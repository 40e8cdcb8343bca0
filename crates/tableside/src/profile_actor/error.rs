//! Error types for the Profile collection.

use thiserror::Error;

#[derive(Debug, Clone, Error, PartialEq)]
pub enum ProfileError {
    #[error("Profile not found: {0}")]
    NotFound(String),

    #[error("Profile already exists: {0}")]
    AlreadyExists(String),

    #[error("Invalid tenant: {0}")]
    InvalidTenant(String),

    #[error("Profile validation error: {0}")]
    ValidationError(String),

    #[error("Actor communication error: {0}")]
    ActorCommunicationError(String),
}

impl From<String> for ProfileError {
    fn from(msg: String) -> Self {
        ProfileError::ActorCommunicationError(msg)
    }
}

________________

What is needed is an exact transcription of every entry above.

repository 40e8cdcb8343bca0
filename crates/tableside/src/profile_actor/error.rs
//! Error types for the Profile collection.

use thiserror::Error;

#[derive(Debug, Clone, Error, PartialEq)]
pub enum ProfileError {
    #[error("Profile not found: {0}")]
    NotFound(String),

    #[error("Profile already exists: {0}")]
    AlreadyExists(String),

    #[error("Invalid tenant: {0}")]
    InvalidTenant(String),

    #[error("Profile validation error: {0}")]
    ValidationError(String),

    #[error("Actor communication error: {0}")]
    ActorCommunicationError(String),
}

impl From<String> for ProfileError {
    fn from(msg: String) -> Self {
        ProfileError::ActorCommunicationError(msg)
    }
}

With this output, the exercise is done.